---------- DATA EXCERPTS ----------
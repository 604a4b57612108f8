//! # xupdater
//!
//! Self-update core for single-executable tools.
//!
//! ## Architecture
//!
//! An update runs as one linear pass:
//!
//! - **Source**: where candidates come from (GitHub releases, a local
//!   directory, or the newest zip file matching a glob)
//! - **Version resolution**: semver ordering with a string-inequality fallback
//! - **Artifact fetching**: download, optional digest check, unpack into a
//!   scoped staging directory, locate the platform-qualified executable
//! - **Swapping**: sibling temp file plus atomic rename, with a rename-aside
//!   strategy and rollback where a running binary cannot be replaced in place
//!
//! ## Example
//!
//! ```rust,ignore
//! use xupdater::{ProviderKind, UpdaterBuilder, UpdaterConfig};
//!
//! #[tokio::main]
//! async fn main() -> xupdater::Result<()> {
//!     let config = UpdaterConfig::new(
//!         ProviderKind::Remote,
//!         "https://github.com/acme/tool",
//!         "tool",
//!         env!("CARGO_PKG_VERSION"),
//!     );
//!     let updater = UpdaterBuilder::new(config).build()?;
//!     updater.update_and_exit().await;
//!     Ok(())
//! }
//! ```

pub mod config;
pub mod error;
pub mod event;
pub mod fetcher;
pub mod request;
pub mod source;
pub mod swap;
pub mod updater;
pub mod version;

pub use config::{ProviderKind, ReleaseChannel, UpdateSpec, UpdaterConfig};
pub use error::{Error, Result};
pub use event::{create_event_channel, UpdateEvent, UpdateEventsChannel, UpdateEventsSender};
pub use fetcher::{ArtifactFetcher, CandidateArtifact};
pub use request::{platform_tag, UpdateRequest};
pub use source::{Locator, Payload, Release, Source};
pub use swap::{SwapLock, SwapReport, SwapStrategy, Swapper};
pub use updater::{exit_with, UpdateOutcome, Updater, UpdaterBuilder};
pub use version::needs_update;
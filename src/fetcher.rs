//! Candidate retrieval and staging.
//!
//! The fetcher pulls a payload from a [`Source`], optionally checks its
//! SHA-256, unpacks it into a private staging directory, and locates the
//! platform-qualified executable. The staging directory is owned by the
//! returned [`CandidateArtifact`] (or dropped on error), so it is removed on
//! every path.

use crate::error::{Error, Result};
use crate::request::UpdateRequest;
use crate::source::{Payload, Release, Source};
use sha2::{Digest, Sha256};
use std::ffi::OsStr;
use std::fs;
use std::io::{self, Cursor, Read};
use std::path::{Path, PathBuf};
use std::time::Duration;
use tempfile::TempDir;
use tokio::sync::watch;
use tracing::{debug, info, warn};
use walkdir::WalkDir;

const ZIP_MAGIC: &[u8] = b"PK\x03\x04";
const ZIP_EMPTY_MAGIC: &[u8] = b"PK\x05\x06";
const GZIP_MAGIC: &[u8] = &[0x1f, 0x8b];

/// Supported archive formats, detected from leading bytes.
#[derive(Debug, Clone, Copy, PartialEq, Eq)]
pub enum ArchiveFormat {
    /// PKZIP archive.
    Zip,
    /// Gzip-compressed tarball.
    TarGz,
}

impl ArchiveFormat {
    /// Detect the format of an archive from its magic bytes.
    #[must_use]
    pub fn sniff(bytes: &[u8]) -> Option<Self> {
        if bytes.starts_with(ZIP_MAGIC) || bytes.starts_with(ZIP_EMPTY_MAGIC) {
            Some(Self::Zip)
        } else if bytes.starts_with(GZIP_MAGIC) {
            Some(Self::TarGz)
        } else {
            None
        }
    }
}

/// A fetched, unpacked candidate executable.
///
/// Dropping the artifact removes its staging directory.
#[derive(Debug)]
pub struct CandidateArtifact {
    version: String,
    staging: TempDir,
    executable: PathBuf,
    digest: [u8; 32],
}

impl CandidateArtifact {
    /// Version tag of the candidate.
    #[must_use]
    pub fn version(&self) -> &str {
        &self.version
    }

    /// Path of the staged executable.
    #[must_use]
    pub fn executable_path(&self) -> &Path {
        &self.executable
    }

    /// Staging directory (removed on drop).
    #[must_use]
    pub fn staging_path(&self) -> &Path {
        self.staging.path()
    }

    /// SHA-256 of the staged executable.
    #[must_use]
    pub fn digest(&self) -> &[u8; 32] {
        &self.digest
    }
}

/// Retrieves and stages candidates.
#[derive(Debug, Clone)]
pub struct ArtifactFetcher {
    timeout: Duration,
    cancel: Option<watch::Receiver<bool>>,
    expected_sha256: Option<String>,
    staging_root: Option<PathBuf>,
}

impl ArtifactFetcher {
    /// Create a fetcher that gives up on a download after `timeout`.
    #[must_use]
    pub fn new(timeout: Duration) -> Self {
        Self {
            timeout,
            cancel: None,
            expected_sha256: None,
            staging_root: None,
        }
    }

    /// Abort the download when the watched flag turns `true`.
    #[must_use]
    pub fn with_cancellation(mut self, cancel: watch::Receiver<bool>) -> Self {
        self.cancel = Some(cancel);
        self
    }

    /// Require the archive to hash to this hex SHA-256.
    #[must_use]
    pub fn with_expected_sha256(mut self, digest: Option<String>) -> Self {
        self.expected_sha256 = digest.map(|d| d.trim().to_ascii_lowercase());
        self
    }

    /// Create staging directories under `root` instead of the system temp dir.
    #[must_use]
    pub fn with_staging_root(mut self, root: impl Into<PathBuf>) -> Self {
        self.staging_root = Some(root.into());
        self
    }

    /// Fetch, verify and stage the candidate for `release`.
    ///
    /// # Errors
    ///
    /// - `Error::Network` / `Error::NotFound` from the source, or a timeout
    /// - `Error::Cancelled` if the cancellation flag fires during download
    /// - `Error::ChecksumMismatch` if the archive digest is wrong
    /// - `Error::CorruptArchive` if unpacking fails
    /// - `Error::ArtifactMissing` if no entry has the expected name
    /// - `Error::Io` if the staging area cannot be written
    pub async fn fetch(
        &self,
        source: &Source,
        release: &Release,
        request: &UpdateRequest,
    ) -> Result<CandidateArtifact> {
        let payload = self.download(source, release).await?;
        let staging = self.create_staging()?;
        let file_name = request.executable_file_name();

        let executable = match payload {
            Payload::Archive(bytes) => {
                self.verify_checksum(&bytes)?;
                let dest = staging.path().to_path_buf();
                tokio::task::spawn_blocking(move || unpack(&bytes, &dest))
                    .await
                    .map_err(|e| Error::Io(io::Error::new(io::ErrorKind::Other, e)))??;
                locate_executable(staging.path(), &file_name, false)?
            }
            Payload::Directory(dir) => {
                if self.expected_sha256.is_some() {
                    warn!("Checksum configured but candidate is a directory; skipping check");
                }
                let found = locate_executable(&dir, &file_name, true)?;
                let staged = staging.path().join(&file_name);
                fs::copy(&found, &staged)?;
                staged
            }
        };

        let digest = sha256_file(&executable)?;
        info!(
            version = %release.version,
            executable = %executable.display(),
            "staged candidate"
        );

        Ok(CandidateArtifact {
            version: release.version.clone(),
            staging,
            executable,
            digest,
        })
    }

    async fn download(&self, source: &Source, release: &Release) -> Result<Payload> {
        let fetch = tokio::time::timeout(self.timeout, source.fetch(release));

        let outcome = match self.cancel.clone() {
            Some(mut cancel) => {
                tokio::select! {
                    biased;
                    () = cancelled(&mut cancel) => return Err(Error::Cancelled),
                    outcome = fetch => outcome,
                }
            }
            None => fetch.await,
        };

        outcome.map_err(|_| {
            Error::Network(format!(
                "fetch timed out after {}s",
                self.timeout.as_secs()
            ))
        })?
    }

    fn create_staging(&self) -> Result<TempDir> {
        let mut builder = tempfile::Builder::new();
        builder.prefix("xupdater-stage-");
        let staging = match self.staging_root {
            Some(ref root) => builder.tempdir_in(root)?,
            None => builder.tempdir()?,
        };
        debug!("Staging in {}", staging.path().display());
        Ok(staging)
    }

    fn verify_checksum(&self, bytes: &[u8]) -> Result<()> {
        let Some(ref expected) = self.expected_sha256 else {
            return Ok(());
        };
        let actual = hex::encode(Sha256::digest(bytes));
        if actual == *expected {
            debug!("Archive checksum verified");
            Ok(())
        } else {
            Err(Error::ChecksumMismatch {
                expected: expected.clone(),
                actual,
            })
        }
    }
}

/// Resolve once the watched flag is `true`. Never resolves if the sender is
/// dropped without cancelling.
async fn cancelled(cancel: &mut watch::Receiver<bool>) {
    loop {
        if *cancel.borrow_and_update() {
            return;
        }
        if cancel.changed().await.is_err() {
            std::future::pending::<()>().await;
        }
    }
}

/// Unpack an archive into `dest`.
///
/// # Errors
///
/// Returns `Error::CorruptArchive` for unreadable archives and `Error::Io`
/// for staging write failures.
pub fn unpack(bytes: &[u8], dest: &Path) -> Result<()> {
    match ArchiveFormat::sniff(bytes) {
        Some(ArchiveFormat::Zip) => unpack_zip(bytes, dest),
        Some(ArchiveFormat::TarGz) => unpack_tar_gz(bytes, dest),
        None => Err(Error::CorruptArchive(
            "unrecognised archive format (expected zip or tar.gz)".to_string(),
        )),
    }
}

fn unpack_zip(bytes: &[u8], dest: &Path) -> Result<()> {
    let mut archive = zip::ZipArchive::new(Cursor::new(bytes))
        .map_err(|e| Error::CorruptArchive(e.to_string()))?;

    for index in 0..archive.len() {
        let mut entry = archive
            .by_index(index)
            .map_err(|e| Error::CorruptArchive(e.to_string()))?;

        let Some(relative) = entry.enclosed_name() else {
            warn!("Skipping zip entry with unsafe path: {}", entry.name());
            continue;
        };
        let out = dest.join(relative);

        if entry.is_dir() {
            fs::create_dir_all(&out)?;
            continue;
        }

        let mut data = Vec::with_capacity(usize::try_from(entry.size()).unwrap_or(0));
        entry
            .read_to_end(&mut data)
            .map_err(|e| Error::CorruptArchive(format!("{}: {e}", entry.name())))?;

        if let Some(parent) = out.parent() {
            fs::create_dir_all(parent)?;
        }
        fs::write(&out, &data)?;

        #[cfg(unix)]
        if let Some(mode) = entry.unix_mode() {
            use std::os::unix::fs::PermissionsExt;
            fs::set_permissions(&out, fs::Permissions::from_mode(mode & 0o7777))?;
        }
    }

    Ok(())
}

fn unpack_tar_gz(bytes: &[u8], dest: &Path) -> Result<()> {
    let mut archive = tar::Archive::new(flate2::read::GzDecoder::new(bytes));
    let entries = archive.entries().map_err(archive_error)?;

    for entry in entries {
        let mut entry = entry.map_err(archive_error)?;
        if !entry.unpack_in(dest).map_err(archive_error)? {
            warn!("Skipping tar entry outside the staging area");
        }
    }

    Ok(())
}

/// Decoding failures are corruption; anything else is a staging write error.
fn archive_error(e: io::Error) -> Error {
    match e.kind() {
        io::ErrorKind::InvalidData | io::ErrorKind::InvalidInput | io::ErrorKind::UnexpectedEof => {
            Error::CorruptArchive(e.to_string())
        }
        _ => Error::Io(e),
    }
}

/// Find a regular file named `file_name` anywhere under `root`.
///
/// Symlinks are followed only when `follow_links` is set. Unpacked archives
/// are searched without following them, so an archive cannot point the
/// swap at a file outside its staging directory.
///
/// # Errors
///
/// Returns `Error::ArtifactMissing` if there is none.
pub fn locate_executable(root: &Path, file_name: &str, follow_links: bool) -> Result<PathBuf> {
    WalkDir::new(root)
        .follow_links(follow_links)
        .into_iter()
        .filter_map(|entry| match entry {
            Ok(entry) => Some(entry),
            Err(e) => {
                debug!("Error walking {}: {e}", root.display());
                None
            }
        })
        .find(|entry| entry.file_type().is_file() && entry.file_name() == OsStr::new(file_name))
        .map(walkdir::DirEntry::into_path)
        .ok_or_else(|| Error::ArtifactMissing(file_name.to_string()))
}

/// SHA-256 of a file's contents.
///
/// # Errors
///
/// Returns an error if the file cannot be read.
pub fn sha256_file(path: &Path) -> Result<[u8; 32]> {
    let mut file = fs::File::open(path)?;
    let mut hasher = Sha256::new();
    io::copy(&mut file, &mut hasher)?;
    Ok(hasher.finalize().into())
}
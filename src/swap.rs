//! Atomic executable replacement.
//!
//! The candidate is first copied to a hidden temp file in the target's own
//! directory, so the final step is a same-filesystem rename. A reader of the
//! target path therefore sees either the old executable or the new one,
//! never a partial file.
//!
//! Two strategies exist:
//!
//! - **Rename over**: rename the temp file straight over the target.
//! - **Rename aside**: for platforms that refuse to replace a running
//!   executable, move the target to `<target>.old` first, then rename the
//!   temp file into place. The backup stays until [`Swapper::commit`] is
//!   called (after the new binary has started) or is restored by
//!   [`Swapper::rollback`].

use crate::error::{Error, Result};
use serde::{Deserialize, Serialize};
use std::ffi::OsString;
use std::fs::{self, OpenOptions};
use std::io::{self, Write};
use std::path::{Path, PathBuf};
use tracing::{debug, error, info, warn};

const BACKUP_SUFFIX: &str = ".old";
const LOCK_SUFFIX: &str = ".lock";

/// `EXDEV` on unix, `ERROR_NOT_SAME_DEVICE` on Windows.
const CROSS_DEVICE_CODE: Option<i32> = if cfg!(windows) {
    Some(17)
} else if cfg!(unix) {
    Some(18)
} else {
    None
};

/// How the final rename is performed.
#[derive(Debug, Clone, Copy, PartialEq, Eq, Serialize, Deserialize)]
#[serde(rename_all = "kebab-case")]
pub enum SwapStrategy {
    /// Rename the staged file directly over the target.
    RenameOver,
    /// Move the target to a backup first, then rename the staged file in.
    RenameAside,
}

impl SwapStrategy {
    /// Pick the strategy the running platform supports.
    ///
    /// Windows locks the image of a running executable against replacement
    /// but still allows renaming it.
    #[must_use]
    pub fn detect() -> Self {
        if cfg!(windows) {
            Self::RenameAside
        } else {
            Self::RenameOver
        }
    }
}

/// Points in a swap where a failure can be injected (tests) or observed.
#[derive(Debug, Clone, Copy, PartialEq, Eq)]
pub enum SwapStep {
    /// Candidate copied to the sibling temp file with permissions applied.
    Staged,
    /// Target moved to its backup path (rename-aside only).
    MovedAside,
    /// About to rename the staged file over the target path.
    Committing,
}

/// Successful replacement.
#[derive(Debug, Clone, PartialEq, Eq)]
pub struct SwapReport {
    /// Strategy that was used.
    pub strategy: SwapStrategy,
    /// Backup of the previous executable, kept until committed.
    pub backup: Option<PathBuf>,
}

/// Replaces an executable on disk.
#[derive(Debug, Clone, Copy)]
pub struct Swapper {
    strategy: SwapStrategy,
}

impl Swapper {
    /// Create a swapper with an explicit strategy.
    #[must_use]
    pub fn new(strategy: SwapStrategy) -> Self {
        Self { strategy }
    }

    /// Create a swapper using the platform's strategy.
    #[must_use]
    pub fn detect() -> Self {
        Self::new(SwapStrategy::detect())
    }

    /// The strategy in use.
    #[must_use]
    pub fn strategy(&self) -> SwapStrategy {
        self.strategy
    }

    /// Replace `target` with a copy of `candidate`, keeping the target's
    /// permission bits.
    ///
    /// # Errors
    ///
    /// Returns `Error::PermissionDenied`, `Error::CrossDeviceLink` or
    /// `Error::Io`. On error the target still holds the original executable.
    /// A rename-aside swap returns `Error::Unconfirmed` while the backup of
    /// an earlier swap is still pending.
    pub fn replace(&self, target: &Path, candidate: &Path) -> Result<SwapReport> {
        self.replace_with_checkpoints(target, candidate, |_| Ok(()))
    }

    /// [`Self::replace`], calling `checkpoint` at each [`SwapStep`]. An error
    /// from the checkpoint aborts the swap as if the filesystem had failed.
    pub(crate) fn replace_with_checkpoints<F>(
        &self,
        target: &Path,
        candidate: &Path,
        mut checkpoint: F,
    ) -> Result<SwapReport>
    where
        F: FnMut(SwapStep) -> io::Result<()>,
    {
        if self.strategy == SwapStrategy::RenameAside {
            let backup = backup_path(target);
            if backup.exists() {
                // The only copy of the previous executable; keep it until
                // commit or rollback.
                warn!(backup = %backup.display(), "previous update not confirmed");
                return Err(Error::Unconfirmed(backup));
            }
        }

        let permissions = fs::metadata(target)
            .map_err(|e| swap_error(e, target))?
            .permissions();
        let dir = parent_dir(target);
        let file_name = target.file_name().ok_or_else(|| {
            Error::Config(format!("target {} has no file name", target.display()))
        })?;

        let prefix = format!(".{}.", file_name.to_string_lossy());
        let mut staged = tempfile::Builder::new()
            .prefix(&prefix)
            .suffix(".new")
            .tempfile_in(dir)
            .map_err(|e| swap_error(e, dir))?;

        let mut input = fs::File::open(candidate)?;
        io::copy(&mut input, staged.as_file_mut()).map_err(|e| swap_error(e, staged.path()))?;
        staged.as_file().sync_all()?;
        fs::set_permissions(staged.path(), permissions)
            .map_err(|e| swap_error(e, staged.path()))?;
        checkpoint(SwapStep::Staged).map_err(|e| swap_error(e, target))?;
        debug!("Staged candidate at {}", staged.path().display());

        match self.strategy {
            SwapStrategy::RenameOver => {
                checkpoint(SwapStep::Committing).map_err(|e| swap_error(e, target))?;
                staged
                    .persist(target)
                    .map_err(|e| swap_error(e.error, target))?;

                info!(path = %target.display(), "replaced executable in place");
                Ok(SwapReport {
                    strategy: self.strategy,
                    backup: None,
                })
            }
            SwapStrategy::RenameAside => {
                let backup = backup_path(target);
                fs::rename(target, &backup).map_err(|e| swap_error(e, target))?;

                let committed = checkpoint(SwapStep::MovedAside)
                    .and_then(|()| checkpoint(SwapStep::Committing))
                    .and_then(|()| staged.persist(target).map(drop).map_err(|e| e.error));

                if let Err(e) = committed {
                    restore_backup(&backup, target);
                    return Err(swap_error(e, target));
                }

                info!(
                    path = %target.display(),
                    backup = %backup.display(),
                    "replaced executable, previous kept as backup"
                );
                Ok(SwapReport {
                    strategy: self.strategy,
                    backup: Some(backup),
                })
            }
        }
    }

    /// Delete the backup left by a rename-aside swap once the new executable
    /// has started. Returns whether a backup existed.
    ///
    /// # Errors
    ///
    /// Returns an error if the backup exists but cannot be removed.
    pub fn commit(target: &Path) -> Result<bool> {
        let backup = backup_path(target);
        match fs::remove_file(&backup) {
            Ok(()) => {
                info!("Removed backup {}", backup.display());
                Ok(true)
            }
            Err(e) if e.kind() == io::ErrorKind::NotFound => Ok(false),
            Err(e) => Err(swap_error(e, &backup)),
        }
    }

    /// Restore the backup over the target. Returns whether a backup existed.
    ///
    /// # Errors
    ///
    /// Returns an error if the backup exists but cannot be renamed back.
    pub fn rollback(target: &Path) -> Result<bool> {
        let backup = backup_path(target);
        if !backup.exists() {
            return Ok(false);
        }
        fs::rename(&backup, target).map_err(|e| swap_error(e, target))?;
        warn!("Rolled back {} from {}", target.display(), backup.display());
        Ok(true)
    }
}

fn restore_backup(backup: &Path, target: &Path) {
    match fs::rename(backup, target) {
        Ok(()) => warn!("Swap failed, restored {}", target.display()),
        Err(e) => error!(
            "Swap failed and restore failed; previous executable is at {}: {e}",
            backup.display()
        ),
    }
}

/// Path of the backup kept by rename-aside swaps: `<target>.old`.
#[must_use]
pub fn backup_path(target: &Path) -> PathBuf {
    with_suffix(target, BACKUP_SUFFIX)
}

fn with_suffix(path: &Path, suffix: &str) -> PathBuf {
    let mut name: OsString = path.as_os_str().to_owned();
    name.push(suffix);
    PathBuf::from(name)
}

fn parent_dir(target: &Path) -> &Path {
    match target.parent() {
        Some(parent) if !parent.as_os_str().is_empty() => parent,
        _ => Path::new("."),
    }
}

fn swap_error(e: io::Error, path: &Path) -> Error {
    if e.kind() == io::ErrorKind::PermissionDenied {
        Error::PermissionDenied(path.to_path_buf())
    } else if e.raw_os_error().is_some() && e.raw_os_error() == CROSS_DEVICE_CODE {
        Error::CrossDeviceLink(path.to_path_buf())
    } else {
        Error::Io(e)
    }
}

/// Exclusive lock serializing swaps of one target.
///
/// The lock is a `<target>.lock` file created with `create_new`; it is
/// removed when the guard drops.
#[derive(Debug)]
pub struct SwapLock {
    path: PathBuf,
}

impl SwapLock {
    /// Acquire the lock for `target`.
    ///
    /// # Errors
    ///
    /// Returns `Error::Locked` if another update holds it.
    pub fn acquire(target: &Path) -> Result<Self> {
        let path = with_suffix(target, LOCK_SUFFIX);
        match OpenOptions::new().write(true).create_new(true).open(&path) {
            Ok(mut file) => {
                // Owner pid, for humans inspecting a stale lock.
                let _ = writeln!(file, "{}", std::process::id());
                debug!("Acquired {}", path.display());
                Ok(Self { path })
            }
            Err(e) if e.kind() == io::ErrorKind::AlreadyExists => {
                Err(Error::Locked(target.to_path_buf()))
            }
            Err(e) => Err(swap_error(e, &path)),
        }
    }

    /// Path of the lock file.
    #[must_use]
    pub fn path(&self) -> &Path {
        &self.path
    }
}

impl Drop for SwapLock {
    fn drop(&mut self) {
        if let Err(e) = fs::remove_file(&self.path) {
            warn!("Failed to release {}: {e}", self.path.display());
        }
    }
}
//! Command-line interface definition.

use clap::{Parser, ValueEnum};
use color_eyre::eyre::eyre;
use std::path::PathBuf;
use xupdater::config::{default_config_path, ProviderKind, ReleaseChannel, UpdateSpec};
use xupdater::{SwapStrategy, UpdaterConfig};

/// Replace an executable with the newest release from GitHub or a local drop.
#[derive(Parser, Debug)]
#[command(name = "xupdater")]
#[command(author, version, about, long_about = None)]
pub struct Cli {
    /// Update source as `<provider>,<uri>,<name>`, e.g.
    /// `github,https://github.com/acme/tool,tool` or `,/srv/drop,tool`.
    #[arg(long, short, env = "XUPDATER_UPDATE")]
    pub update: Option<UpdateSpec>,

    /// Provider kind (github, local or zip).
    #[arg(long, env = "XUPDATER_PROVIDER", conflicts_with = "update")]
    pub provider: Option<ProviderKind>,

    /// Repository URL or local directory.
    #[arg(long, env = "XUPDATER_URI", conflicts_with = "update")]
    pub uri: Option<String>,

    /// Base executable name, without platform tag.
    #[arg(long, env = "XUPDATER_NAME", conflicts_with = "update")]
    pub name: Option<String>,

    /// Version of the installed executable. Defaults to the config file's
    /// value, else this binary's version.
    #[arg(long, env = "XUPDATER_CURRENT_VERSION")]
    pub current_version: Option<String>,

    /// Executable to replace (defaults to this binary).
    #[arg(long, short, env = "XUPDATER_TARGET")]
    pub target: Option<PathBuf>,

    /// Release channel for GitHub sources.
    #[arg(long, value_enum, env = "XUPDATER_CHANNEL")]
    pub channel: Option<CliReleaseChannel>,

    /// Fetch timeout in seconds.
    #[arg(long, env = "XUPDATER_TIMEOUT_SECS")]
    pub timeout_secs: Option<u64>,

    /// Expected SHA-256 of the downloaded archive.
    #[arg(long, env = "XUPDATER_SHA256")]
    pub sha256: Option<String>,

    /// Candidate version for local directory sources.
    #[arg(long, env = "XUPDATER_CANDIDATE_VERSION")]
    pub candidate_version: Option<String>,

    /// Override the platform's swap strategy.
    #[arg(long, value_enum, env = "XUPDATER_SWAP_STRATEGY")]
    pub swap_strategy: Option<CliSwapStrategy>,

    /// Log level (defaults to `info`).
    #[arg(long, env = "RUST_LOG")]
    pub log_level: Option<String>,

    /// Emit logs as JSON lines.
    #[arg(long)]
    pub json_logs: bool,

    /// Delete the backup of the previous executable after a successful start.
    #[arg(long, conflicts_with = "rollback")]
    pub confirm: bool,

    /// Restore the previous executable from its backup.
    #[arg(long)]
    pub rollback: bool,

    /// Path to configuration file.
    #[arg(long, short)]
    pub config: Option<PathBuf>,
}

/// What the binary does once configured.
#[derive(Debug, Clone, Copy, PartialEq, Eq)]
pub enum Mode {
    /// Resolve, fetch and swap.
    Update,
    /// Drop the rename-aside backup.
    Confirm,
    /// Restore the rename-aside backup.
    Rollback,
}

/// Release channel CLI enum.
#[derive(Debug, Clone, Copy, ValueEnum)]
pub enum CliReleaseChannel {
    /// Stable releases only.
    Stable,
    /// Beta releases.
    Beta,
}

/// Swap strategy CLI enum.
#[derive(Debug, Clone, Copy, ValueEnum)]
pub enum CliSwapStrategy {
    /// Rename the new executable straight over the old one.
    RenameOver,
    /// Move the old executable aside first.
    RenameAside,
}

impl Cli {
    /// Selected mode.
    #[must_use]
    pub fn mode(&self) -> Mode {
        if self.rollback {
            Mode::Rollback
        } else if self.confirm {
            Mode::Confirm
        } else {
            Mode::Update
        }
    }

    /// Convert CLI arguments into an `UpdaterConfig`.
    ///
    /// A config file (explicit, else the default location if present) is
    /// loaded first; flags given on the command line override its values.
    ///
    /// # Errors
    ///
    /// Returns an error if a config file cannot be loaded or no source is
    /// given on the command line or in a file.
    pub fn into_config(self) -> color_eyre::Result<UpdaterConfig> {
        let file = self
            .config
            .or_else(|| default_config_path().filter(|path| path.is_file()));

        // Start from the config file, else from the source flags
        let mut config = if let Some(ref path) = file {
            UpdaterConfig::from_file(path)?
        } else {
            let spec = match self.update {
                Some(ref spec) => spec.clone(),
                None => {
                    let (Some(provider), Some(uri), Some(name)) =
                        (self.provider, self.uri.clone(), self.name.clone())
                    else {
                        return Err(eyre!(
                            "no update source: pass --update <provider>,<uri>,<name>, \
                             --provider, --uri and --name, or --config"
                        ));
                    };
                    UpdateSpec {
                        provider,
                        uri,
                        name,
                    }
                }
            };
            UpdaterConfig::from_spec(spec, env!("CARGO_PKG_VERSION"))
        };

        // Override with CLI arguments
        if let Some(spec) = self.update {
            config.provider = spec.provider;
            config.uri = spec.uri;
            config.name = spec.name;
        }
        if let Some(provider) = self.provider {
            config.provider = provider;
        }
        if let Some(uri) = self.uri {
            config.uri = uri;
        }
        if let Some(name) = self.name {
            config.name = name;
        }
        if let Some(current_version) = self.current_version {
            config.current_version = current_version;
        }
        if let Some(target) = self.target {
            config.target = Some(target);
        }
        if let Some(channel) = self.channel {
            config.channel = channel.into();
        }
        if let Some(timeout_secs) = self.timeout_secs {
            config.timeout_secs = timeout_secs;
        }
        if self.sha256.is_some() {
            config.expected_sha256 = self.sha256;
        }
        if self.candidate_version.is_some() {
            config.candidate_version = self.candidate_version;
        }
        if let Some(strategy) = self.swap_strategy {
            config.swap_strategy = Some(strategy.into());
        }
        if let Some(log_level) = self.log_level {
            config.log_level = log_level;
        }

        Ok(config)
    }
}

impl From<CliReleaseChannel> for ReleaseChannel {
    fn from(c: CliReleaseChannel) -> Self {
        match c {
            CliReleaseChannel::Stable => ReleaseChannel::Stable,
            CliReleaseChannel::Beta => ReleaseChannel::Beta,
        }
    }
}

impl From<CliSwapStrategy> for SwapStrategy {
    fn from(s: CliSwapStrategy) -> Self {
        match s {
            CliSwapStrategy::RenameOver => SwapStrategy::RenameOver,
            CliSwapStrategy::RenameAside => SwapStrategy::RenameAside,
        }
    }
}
----------
**TASK STATEMENT:** Pull every line containing the word "Deserialize" out of the listing.

**YOUR RESPONSE:**
use serde::{Deserialize, Serialize};
#[derive(Debug, Clone, Copy, PartialEq, Eq, Serialize, Deserialize)]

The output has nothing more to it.